Thursday, May 25, 2017

Van Halen's Five Most Underrated Songs with Sammy Hagar

Van Halen's OU812 album celebrated its 29th birthday on May 24, so we figured we'd take a look at some of the band's most underrated songs from the Sammy Hagar era - tracks that weren't big hits like "When It's Love" and "Why Can't this be Love?". With Hagar, Van Halen recorded four studio albums that all went to No. 1 on the charts. Here are five of the most underrated songs with Hagar on vocals:

Humans Being (single from the Twister Soundtrack)

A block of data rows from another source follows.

//! Types for the recommendation queries

use chrono::{DateTime, Utc};
use serde::{Deserialize, Serialize};

use crate::domain::product::Product;
use crate::mining::{ItemToken, ItemsetKey, TransactionStats};

/// Token-level scored recommendation produced by the engine.
#[derive(Clone, Debug, PartialEq, Serialize, Deserialize)]
pub struct RankedItem {
    pub token: ItemToken,
    pub score: f64,
}

/// Token-level co-purchase hit for one focal item.
#[derive(Clone, Debug, PartialEq, Serialize, Deserialize)]
pub struct CoPurchaseItem {
    pub token: ItemToken,
    pub confidence: f64,
    pub lift: f64,
}

/// One rule shown by the trending view, as raw token groups.
#[derive(Clone, Debug, PartialEq, Serialize, Deserialize)]
pub struct TrendingCombination {
    pub antecedent: ItemsetKey,
    pub consequent: ItemsetKey,
    pub support: f64,
    pub confidence: f64,
    pub lift: f64,
}

/// Catalog-resolved recommendation row.
#[derive(Clone, Debug, PartialEq, Serialize, Deserialize)]
pub struct RecommendedProduct {
    pub product: Product,
    pub score: f64,
}

/// Catalog-resolved co-purchase row.
#[derive(Clone, Debug, PartialEq, Serialize, Deserialize)]
pub struct CoPurchasedProduct {
    pub product: Product,
    pub confidence: f64,
    pub lift: f64,
}

/// Catalog-resolved trending combination.
#[derive(Clone, Debug, PartialEq, Serialize, Deserialize)]
pub struct ResolvedCombination {
    pub antecedent: Vec<Product>,
    pub consequent: Vec<Product>,
    pub support: f64,
    pub confidence: f64,
    pub lift: f64,
}

/// Query result carrying a human-readable status alongside the items. An
/// empty item list with an explanation is the normal answer for thin order
/// history, never an error.
#[derive(Clone, Debug, PartialEq, Serialize, Deserialize)]
pub struct Recommendations<T> {
    pub items: Vec<T>,
    pub message: String,
}

impl<T> Recommendations<T> {
    pub fn new(items: Vec<T>, message: impl Into<String>) -> Self {
        Self { items, message: message.into() }
    }

    pub fn empty(message: impl Into<String>) -> Self {
        Self { items: Vec::new(), message: message.into() }
    }

    pub fn is_empty(&self) -> bool {
        self.items.is_empty()
    }
}

/// Summary returned by the explicit refresh operation.
#[derive(Clone, Debug, PartialEq, Serialize, Deserialize)]
pub struct RefreshSummary {
    pub rule_count: usize,
    pub transaction_count: usize,
    pub computed_at: DateTime<Utc>,
    pub status_message: String,
}

/// Per-token occurrence count for the analytics view.
#[derive(Clone, Debug, PartialEq, Serialize, Deserialize)]
pub struct ItemFrequency {
    pub token: ItemToken,
    pub count: u32,
}

/// Operational view of the mining pipeline for dashboards.
#[derive(Clone, Debug, PartialEq, Serialize, Deserialize)]
pub struct MiningAnalytics {
    pub total_orders: u64,
    pub stats: TransactionStats,
    pub rule_count: usize,
    pub computed_at: Option<DateTime<Utc>>,
    pub cache_age_minutes: Option<i64>,
    pub top_items: Vec<ItemFrequency>,
    pub min_support: f64,
    pub min_confidence: f64,
}
pub mod connection;
pub mod fixtures;
pub mod migrations;
pub mod repositories;

pub use connection::{connect, connect_with_settings, DbPool};
pub use fixtures::{DemoSeedDataset, SeedResult};
pub use repositories::{
    InMemoryOrderRepository, InMemoryProductRepository, RepositoryError, SqlOrderRepository,
    SqlProductRepository,
};
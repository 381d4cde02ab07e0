//! HTTP surface for the recommendation engine.
//!
//! Query endpoints never answer 5xx because of mining internals: thin data
//! comes back as 200 with an empty list and an explanatory message. Only
//! the explicit refresh and diagnostic endpoints surface failures.

use std::sync::Arc;

use axum::body::Bytes;
use axum::extract::{Path, Query, State};
use axum::http::StatusCode;
use axum::response::{IntoResponse, Response};
use axum::routing::{get, post};
use axum::{Json, Router};
use serde::{Deserialize, Serialize};
use tracing::{error, info};
use uuid::Uuid;

use basketry_core::recommend::{
    DEFAULT_BOUGHT_TOGETHER_LIMIT, DEFAULT_CART_LIMIT, DEFAULT_PERSONALIZED_LIMIT,
    DEFAULT_TRENDING_LIMIT,
};
use basketry_core::{ApplicationError, CustomerId, InterfaceError, ItemToken};

use crate::bootstrap::Service;

/// Largest result size a caller may request.
const MAX_LIMIT: usize = 50;

pub fn router(service: Arc<Service>) -> Router {
    Router::new()
        .route("/recommendations/cart", get(cart))
        .route("/recommendations/personalized/{customer_id}", get(personalized))
        .route(
            "/recommendations/frequently-bought-together/{token}",
            get(frequently_bought_together),
        )
        .route("/recommendations/trending", get(trending))
        .route("/recommendations/refresh", post(refresh))
        .route("/recommendations/rules", get(rules))
        .route("/recommendations/analytics", get(analytics))
        .with_state(service)
}

pub async fn spawn(
    bind_address: &str,
    port: u16,
    service: Arc<Service>,
) -> std::io::Result<tokio::task::JoinHandle<()>> {
    let address = format!("{bind_address}:{port}");
    let listener = tokio::net::TcpListener::bind(&address).await?;

    info!(
        event_name = "system.api.start",
        correlation_id = "bootstrap",
        bind_address = %address,
        "recommendation api started"
    );

    Ok(tokio::spawn(async move {
        if let Err(serve_error) = axum::serve(listener, router(service))
            .with_graceful_shutdown(async {
                let _ = tokio::signal::ctrl_c().await;
            })
            .await
        {
            error!(
                event_name = "system.api.error",
                correlation_id = "bootstrap",
                error = %serve_error,
                "recommendation api terminated unexpectedly"
            );
        }
    }))
}

#[derive(Debug, Deserialize)]
struct CartQuery {
    #[serde(default)]
    tokens: String,
    limit: Option<usize>,
}

#[derive(Debug, Deserialize)]
struct LimitQuery {
    limit: Option<usize>,
}

#[derive(Debug, Default, Deserialize)]
struct RefreshRequest {
    #[serde(default)]
    force: bool,
}

#[derive(Debug, Serialize)]
struct ErrorBody {
    message: String,
    correlation_id: String,
}

async fn cart(State(service): State<Arc<Service>>, Query(query): Query<CartQuery>) -> Response {
    let tokens = parse_tokens(&query.tokens);
    let limit = clamp_limit(query.limit, DEFAULT_CART_LIMIT);

    let result = service.cart_recommendations(&tokens, limit).await;
    (StatusCode::OK, Json(result)).into_response()
}

async fn personalized(
    State(service): State<Arc<Service>>,
    Path(customer_id): Path<String>,
    Query(query): Query<LimitQuery>,
) -> Response {
    let limit = clamp_limit(query.limit, DEFAULT_PERSONALIZED_LIMIT);

    let result =
        service.personalized_recommendations(&CustomerId(customer_id), limit).await;
    (StatusCode::OK, Json(result)).into_response()
}

async fn frequently_bought_together(
    State(service): State<Arc<Service>>,
    Path(token): Path<String>,
    Query(query): Query<LimitQuery>,
) -> Response {
    let focal = ItemToken::new(&token);
    let limit = clamp_limit(query.limit, DEFAULT_BOUGHT_TOGETHER_LIMIT);

    // Unknown focal products 404 up front; an empty co-purchase list for a
    // known product is a 200 with a message.
    match service.resolve_product(&focal).await {
        Ok(Some(_)) => {}
        Ok(None) => {
            return (
                StatusCode::NOT_FOUND,
                Json(ErrorBody {
                    message: "product not found".to_string(),
                    correlation_id: new_correlation_id(),
                }),
            )
                .into_response();
        }
        Err(resolve_error) => return error_response(resolve_error),
    }

    let result = service.frequently_bought_together(&focal, limit).await;
    (StatusCode::OK, Json(result)).into_response()
}

async fn trending(
    State(service): State<Arc<Service>>,
    Query(query): Query<LimitQuery>,
) -> Response {
    let limit = clamp_limit(query.limit, DEFAULT_TRENDING_LIMIT);

    let result = service.trending_combinations(limit).await;
    (StatusCode::OK, Json(result)).into_response()
}

async fn refresh(State(service): State<Arc<Service>>, body: Bytes) -> Response {
    let request: RefreshRequest = if body.is_empty() {
        RefreshRequest::default()
    } else {
        match serde_json::from_slice(&body) {
            Ok(request) => request,
            Err(parse_error) => {
                return (
                    StatusCode::BAD_REQUEST,
                    Json(ErrorBody {
                        message: format!("invalid refresh request: {parse_error}"),
                        correlation_id: new_correlation_id(),
                    }),
                )
                    .into_response();
            }
        }
    };

    match service.refresh_rules(request.force).await {
        Ok(summary) => (StatusCode::OK, Json(summary)).into_response(),
        Err(refresh_error) => error_response(refresh_error),
    }
}

async fn rules(State(service): State<Arc<Service>>) -> Response {
    match service.debug_ruleset().await {
        Ok(rules) => (StatusCode::OK, Json(rules)).into_response(),
        Err(rules_error) => error_response(rules_error),
    }
}

async fn analytics(State(service): State<Arc<Service>>) -> Response {
    match service.analytics().await {
        Ok(analytics) => (StatusCode::OK, Json(analytics)).into_response(),
        Err(analytics_error) => error_response(analytics_error),
    }
}

fn parse_tokens(raw: &str) -> Vec<ItemToken> {
    raw.split(',')
        .map(ItemToken::new)
        .filter(|token| !token.is_empty())
        .collect()
}

fn clamp_limit(requested: Option<usize>, default: usize) -> usize {
    requested.unwrap_or(default).clamp(1, MAX_LIMIT)
}

fn new_correlation_id() -> String {
    Uuid::new_v4().to_string()
}

fn error_response(operation_error: ApplicationError) -> Response {
    let correlation_id = new_correlation_id();
    error!(
        event_name = "api.operation_failed",
        correlation_id = %correlation_id,
        error = %operation_error,
        "recommendation operation failed"
    );

    let interface = operation_error.into_interface(correlation_id.clone());
    let status = match &interface {
        InterfaceError::BadRequest { .. } => StatusCode::BAD_REQUEST,
        InterfaceError::ServiceUnavailable { .. } => StatusCode::SERVICE_UNAVAILABLE,
        InterfaceError::Internal { .. } => StatusCode::INTERNAL_SERVER_ERROR,
    };

    (
        status,
        Json(ErrorBody { message: interface.user_message().to_string(), correlation_id }),
    )
        .into_response()
}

Released in 1996 for the Twister soundtrack, "Humans Being" has a heavy, alternative rock edge, with that classic Van Halen melody and harmony during the chorus. It was the last recording with Sammy Hagar before he left the band in June 1996. The acrimony between the Van Halen brothers and Hagar (that started during writing the Balance album) was showing when they wrote this song as evidenced by the fact the bros. didn't like Hagar's original lyrics ("Sky turning black/knuckles turning white/headed for the suck zone") and he had to come up with new words. All in all, it's a fantastic song at a time when Hagar was about to quit.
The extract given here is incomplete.